## What is needed:
Go through the data underneath and report how many lines hold the string "match", giving only the number.

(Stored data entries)
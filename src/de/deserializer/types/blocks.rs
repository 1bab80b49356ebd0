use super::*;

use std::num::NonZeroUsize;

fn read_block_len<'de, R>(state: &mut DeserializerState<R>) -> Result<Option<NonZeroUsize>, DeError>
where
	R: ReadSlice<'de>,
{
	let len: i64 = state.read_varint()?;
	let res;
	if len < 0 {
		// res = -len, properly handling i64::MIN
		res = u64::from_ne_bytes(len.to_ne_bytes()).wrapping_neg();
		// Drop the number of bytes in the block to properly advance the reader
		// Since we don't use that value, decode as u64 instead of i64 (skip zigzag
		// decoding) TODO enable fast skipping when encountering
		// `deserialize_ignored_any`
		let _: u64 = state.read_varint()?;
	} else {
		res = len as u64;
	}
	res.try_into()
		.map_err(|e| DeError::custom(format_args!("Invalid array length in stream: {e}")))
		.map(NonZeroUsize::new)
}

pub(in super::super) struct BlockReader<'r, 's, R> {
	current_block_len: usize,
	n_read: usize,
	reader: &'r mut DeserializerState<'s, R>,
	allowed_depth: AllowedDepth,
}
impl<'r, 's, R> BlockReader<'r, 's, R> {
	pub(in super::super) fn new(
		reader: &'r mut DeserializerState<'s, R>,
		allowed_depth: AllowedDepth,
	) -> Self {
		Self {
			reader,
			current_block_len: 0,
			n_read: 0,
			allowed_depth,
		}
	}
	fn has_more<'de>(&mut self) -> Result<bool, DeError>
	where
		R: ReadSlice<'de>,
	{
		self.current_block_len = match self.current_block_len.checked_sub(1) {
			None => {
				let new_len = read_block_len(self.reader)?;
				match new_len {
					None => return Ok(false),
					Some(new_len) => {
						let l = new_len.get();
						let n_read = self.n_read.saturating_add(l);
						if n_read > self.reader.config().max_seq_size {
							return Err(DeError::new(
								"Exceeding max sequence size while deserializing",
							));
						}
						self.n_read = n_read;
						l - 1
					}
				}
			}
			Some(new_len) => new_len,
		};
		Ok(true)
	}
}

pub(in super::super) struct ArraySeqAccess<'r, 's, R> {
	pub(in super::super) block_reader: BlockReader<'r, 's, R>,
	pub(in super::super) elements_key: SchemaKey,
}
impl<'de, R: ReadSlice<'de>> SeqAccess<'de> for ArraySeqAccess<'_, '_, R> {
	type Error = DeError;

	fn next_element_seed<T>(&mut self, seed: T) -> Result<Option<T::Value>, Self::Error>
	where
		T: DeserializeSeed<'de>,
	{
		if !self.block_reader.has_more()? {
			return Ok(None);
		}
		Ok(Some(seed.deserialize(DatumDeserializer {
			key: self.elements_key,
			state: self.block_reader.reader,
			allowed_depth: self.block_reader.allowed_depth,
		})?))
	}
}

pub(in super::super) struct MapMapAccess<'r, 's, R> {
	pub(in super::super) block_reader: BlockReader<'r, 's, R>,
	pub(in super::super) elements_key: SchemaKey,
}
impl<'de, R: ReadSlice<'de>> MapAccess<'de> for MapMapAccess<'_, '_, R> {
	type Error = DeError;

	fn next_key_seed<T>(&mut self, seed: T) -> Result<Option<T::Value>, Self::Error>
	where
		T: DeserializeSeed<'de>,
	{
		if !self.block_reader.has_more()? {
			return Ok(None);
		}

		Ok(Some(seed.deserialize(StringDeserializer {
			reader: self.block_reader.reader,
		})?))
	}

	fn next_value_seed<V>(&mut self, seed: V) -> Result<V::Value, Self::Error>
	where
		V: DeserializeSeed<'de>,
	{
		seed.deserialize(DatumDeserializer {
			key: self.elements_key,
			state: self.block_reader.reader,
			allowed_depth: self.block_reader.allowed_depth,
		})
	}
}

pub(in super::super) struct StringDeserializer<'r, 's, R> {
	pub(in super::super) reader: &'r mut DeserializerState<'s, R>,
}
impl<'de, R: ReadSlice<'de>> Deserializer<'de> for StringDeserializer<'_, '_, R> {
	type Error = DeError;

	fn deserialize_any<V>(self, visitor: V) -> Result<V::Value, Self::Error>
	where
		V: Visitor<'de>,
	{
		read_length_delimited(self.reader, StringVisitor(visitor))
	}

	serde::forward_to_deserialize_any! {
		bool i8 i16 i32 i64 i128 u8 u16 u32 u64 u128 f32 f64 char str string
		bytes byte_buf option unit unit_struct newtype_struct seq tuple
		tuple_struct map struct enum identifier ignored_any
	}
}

## Your response:
2